Le mécanisme repose sur un partenariat public-privé : quatre assureurs-crédit, Coface, Euler Hermes, Groupama et Atradius ont accepté de s’associer à Bpifrance Assurance Export, filiale de Bpifrance en charge de gérer les garanties publiques à l’export, qui réassurera, avec la garantie de l’État, leurs opérations d’assurance-crédit court terme à destination de ces 17 États.
Palier les carences du marché privé de l’assurance-crédit
Annoncé lors de la dernière journée Bercy financements export, le 8 mars dernier, Cap Francexport est en l’occurrence le fruit d’une réflexion menée conjointement, ces six derniers mois, par l’État avec les assureurs-crédit privés et Bpifrance Assurance Export, dans le but de renforcer le soutien aux entreprises françaises qui souhaitent développer leurs courants d’affaires à l’international dans des pays où le risque commercial est particulièrement élevé.
Effectif immédiatement, il s’inscrit dans la droite ligne des annonces du Premier ministre Édouard Philippe à Roubaix, le 23 février dernier, pour présenter la stratégie de soutien à l’export du gouvernement, qui vise à résorber le déficit commercial abyssal de la France en relançant les exportations vers ces 17 pays.
« Dans le cadre d’une concurrence mondiale de plus en plus rude, la compétitivité de l’assurance des crédits export est devenue un levier majeur que nous avons reconnu », a ainsi déclaré Delphine Gény-Stephann, secrétaire d’État auprès du ministre de l’Économie et des finances, lors du lancement officiel de Cap Francexport à Bercy. « C’est un levier, a-t-elle ajouté, qui permet aux entreprises françaises de conquérir de nouvelles parts de marché à l’international ». À condition toutefois que l’écosystème de l’assurance-crédit export soit « fertile » et « complémentaire », « avec des financeurs, des assureurs, des acteurs publics, des acteurs privés », a-t-elle poursuivi.

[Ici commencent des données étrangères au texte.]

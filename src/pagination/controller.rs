//! Pagination controller -- probe, decode, fan out.
//!
//! Phases:
//! 1. `Probing`: open the store, fetch page 1 alone
//! 2. `ProbeDecoded`: read page 1 back and decode the total page count
//! 3. `FullFetch`: fetch the remaining pages at full concurrency
//! 4. `Done`, or `Failed` from any phase

use std::sync::Arc;
use std::sync::atomic::AtomicBool;
use tokio::sync::broadcast;

use crate::config::Config;
use crate::decode::{JsonTotalPages, PageCountDecoder};
use crate::error::Result;
use crate::resolver::{AddressResolver, UrlResolver};
use crate::store::{LocalStoreProvider, PageStore, StoreProvider};
use crate::transport::{HttpTransport, PageTransport};
use crate::types::{Event, FetchSummary, MediaKind, PageCount, PageIndex, Phase, ResourceKind};

use super::collector::Collector;
use super::context::RunContext;
use super::dispatcher::dispatch;
use super::fetcher::PageFetcher;

/// Fetch every page of a listing with a caller-supplied HTTP client.
///
/// Uses the default resolver, local store and decoder from `config`. Success
/// means pages `1..=N` are all in the store.
///
/// # Example
///
/// ```no_run
/// use paged_fetch::{Config, MediaKind, ResourceKind, fetch_all_pages};
///
/// # async fn run() -> paged_fetch::Result<()> {
/// let client = reqwest::Client::new();
/// let summary = fetch_all_pages(
///     client,
///     &Config::default(),
///     ResourceKind::StoreProducts,
///     MediaKind::Game,
/// )
/// .await?;
/// println!("stored {} pages", summary.total_pages);
/// # Ok(())
/// # }
/// ```
pub async fn fetch_all_pages(
    client: reqwest::Client,
    config: &Config,
    kind: ResourceKind,
    media: MediaKind,
) -> Result<FetchSummary> {
    Paginator::builder(config.clone())
        .transport(Arc::new(HttpTransport::new(client)))
        .build()?
        .fetch_all_pages(kind, media)
        .await
}

/// Builder for [`Paginator`]; every collaborator defaults to the crate's own.
pub struct PaginatorBuilder {
    config: Config,
    resolver: Option<Arc<dyn AddressResolver>>,
    transport: Option<Arc<dyn PageTransport>>,
    stores: Option<Arc<dyn StoreProvider>>,
    decoder: Option<Arc<dyn PageCountDecoder>>,
}

impl PaginatorBuilder {
    /// Override address resolution
    pub fn resolver(mut self, resolver: Arc<dyn AddressResolver>) -> Self {
        self.resolver = Some(resolver);
        self
    }

    /// Override the page transport
    pub fn transport(mut self, transport: Arc<dyn PageTransport>) -> Self {
        self.transport = Some(transport);
        self
    }

    /// Override the page store
    pub fn stores(mut self, stores: Arc<dyn StoreProvider>) -> Self {
        self.stores = Some(stores);
        self
    }

    /// Override total page count decoding
    pub fn decoder(mut self, decoder: Arc<dyn PageCountDecoder>) -> Self {
        self.decoder = Some(decoder);
        self
    }

    /// Validate the configuration and build the paginator
    ///
    /// # Errors
    /// Returns error if the configuration is invalid or the HTTP client cannot be created
    pub fn build(self) -> Result<Paginator> {
        self.config.validate()?;

        let resolver: Arc<dyn AddressResolver> = match self.resolver {
            Some(r) => r,
            None => Arc::new(UrlResolver::from_config(&self.config.http)?),
        };
        let transport: Arc<dyn PageTransport> = match self.transport {
            Some(t) => t,
            None => Arc::new(HttpTransport::from_config(&self.config.http)?),
        };
        let stores: Arc<dyn StoreProvider> = self.stores.unwrap_or_else(|| {
            Arc::new(LocalStoreProvider::new(&self.config.storage.store_root))
        });
        let decoder: Arc<dyn PageCountDecoder> = self.decoder.unwrap_or_else(|| {
            Arc::new(JsonTotalPages::new(&self.config.fetch.total_pages_field))
        });

        let (event_tx, _) = broadcast::channel(self.config.fetch.event_buffer);

        Ok(Paginator {
            config: Arc::new(self.config),
            fetcher: PageFetcher::new(resolver, transport),
            stores,
            decoder,
            event_tx,
        })
    }
}

/// Fetches paginated listings into the page store.
///
/// Runs are independent; concurrent runs for different resource/media pairs
/// are fine, but two runs writing the same pair are not supported.
pub struct Paginator {
    config: Arc<Config>,
    fetcher: PageFetcher,
    stores: Arc<dyn StoreProvider>,
    decoder: Arc<dyn PageCountDecoder>,
    event_tx: broadcast::Sender<Event>,
}

impl Paginator {
    /// Paginator with default collaborators
    pub fn new(config: Config) -> Result<Self> {
        Self::builder(config).build()
    }

    /// Start building a paginator with custom collaborators
    pub fn builder(config: Config) -> PaginatorBuilder {
        PaginatorBuilder {
            config,
            resolver: None,
            transport: None,
            stores: None,
            decoder: None,
        }
    }

    /// Subscribe to run events
    pub fn subscribe(&self) -> broadcast::Receiver<Event> {
        self.event_tx.subscribe()
    }

    /// Active configuration
    pub fn config(&self) -> &Config {
        &self.config
    }

    /// Probe page 1 for the total page count, then fetch every page.
    pub async fn fetch_all_pages(
        &self,
        kind: ResourceKind,
        media: MediaKind,
    ) -> Result<FetchSummary> {
        let ctx = self.context(kind, media);
        let result = self.probe_and_fan_out(&ctx).await;
        self.finish(&ctx, result)
    }

    /// Fetch pages `1..=total` at full concurrency, skipping the probe.
    pub async fn fetch_known_pages(
        &self,
        kind: ResourceKind,
        media: MediaKind,
        total: PageCount,
    ) -> Result<FetchSummary> {
        let ctx = self.context(kind, media);
        let result = self.fan_out_known(&ctx, total).await;
        self.finish(&ctx, result)
    }

    fn context(&self, kind: ResourceKind, media: MediaKind) -> RunContext {
        RunContext {
            kind,
            media,
            fetcher: self.fetcher.clone(),
            event_tx: self.event_tx.clone(),
            failure_reported: AtomicBool::new(false),
        }
    }

    async fn probe_and_fan_out(&self, ctx: &RunContext) -> Result<FetchSummary> {
        let (kind, media) = (ctx.kind, ctx.media);

        set_phase(ctx, Phase::Probing);
        let store = self.stores.open(kind, media).await?;
        let mut probe = Collector::new(Arc::clone(&store), PageIndex::FIRST, PageIndex::FIRST);
        let mut requests =
            dispatch(ctx, &mut probe, PageIndex::FIRST, PageIndex::FIRST, 1).await?;

        let first_page = store.get(&PageIndex::FIRST.key()).await?;
        let total = self.decoder.decode(first_page).await?;
        tracing::info!(%kind, %media, total_pages = total.get(), "Discovered total page count");
        ctx.emit(Event::TotalPagesDiscovered { kind, media, total });
        set_phase(ctx, Phase::ProbeDecoded);

        set_phase(ctx, Phase::FullFetch);
        if total.get() > 1 {
            let first = if self.config.fetch.refetch_probe_page {
                Some(PageIndex::FIRST)
            } else {
                PageIndex::FIRST.next()
            };
            if let Some(first) = first {
                requests += self.fan_out(ctx, &store, first, total).await?;
            }
        }

        Ok(FetchSummary {
            kind,
            media,
            total_pages: total,
            requests,
        })
    }

    async fn fan_out_known(&self, ctx: &RunContext, total: PageCount) -> Result<FetchSummary> {
        let store = self.stores.open(ctx.kind, ctx.media).await?;
        set_phase(ctx, Phase::FullFetch);
        let requests = self.fan_out(ctx, &store, PageIndex::FIRST, total).await?;
        Ok(FetchSummary {
            kind: ctx.kind,
            media: ctx.media,
            total_pages: total,
            requests,
        })
    }

    async fn fan_out(
        &self,
        ctx: &RunContext,
        store: &Arc<dyn PageStore>,
        first: PageIndex,
        total: PageCount,
    ) -> Result<u32> {
        let last = total.last_page();
        let concurrency = self.config.fetch.concurrency;
        tracing::info!(
            kind = %ctx.kind,
            media = %ctx.media,
            first = %first,
            last = %last,
            concurrency,
            "Fetching pages"
        );
        let mut collector = Collector::new(Arc::clone(store), first, last);
        dispatch(ctx, &mut collector, first, last, concurrency).await
    }

    /// Single exit point for every run: log and report the outcome.
    fn finish(&self, ctx: &RunContext, result: Result<FetchSummary>) -> Result<FetchSummary> {
        match &result {
            Ok(summary) => {
                tracing::info!(
                    kind = %ctx.kind,
                    media = %ctx.media,
                    total_pages = summary.total_pages.get(),
                    requests = summary.requests,
                    "All pages stored"
                );
                set_phase(ctx, Phase::Done);
            }
            Err(e) => {
                tracing::error!(
                    kind = %ctx.kind,
                    media = %ctx.media,
                    error = %e,
                    "Pagination run failed"
                );
                ctx.report_failure(None, e);
                set_phase(ctx, Phase::Failed);
            }
        }
        result
    }
}

fn set_phase(ctx: &RunContext, phase: Phase) {
    tracing::debug!(kind = %ctx.kind, media = %ctx.media, ?phase, "Pagination phase");
    ctx.emit(Event::PhaseChanged {
        kind: ctx.kind,
        media: ctx.media,
        phase,
    });
}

Objectif : réduire le risque d’impayé, qui effraie les exportateurs, tout en leur permettant de proposer à leur client un délai de paiement.

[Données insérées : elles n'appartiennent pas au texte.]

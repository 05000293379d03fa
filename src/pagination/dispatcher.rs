//! Bounded fan-out over a page range.
//!
//! Up to `budget` fetches are launched, then the budget drops to zero and is
//! refilled one unit per page the collector stores. In-flight work therefore
//! never exceeds the initial budget, and every store write happens on this
//! loop.
//!
//! Workers report over a single channel whose capacity equals the budget, so
//! a send never waits for room. The first failure cancels the pass token;
//! workers still fetching drop out without sending, and any late send onto
//! the closed channel fails immediately and is discarded.

use tokio::sync::mpsc;
use tokio_util::sync::CancellationToken;

use crate::error::{Error, Result};
use crate::types::{Event, PageIndex};

use super::collector::Collector;
use super::context::{FetchOutcome, RunContext};

/// Fetch and store every page in `first..=last` with at most `budget` fetches in flight.
///
/// Returns the number of fetches issued. On the first error the pass stops,
/// outstanding workers are cancelled, and the error is returned; pages already
/// stored stay stored.
pub(super) async fn dispatch(
    ctx: &RunContext,
    collector: &mut Collector,
    first: PageIndex,
    last: PageIndex,
    budget: usize,
) -> Result<u32> {
    let mut budget = budget.max(1);
    let (tx, mut rx) = mpsc::channel::<FetchOutcome>(budget);
    let cancel = CancellationToken::new();
    // Cancels workers on every exit path, including the caller dropping this future.
    let _cancel_on_exit = cancel.clone().drop_guard();

    let mut next_page = Some(first);
    let mut issued = 0u32;

    while collector.remaining() > 0 {
        for _ in 0..budget {
            let Some(page) = next_page.filter(|p| *p <= last) else {
                break;
            };
            spawn_fetch(ctx, page, tx.clone(), cancel.child_token());
            issued += 1;
            next_page = page.next();
        }
        budget = 0;

        // `tx` is held here, so the channel cannot close while we wait.
        let Some(outcome) = rx.recv().await else {
            return Err(Error::Cancelled);
        };

        match outcome {
            FetchOutcome::Fetched { page, body } => {
                if let Err(error) = collector.collect(ctx, page, body).await {
                    return Err(abort(ctx, &cancel, page, error));
                }
                budget += 1;
            }
            FetchOutcome::Failed { page, error } => {
                return Err(abort(ctx, &cancel, page, error));
            }
        }
    }

    Ok(issued)
}

/// Launch one worker for `page`.
fn spawn_fetch(
    ctx: &RunContext,
    page: PageIndex,
    tx: mpsc::Sender<FetchOutcome>,
    cancel: CancellationToken,
) {
    let fetcher = ctx.fetcher.clone();
    let (kind, media) = (ctx.kind, ctx.media);
    ctx.emit(Event::PageScheduled { kind, page });

    tokio::spawn(async move {
        let outcome = tokio::select! {
            biased;
            _ = cancel.cancelled() => {
                tracing::debug!(%kind, %page, "Fetch cancelled");
                return;
            }
            outcome = fetcher.fetch(page, kind, media) => outcome,
        };

        if tx.send(outcome).await.is_err() {
            tracing::warn!(%kind, %page, "Pagination run already finished, discarding page");
        }
    });
}

/// Stop the pass: cancel outstanding workers and report the failure.
fn abort(
    ctx: &RunContext,
    cancel: &CancellationToken,
    page: PageIndex,
    error: Error,
) -> Error {
    cancel.cancel();
    ctx.report_failure(Some(page), &error);
    error
}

« Dans le cadre de la concertation que nous avons mené avant l’élaboration du projet de la Loi Pacte, nous avons constaté que parfois dans certains pays difficiles le secteur assurantiel pouvait se montrer très frileux en raison des risques importants associés à ces pays », a justifié la secrétaire d’État. « Il est plus difficile, a-t-elle poursuivi, de couvrir des crédits export de court terme vers certaines destinations comme l’Angola, le Niger mais aussi l’Éthiopie ou l’Ouzbékistan ». Or, l’absence de cette couverture assurantielle conduit souvent à restreindre les canaux de financement des opérations des petites entreprises, en particulier, qui sont plus vulnérables. « Parfois même elles sont conduites à abandonner des projets d’exportations », a regretté Delphine Gény-Stephann.
Partage des risques
« Nous ne croyons pas que l’intervention directe de l’État soit toujours la meilleure solution, nous voulons une approche au sein de laquelle l’État agit en complémentarité du marché plutôt qu’en substitution du marché », a signalé Delphine Gény-Stephann. Le nouveau mécanisme est innovant car les rôles sont partagés : État et assureurs privés d’un côté, et au milieu Bpifrance Assurance Export, la filiale de Bpifrance depuis le 1er janvier 2017 . « Cap Francexport est un dispositif public de réassurance court terme permettant aux assureurs-crédit privés d’être réassurés par l’État en cas de défaillance de marché sur certains pays », a résumé Eric Lenoir, président d’Euler Hermes France.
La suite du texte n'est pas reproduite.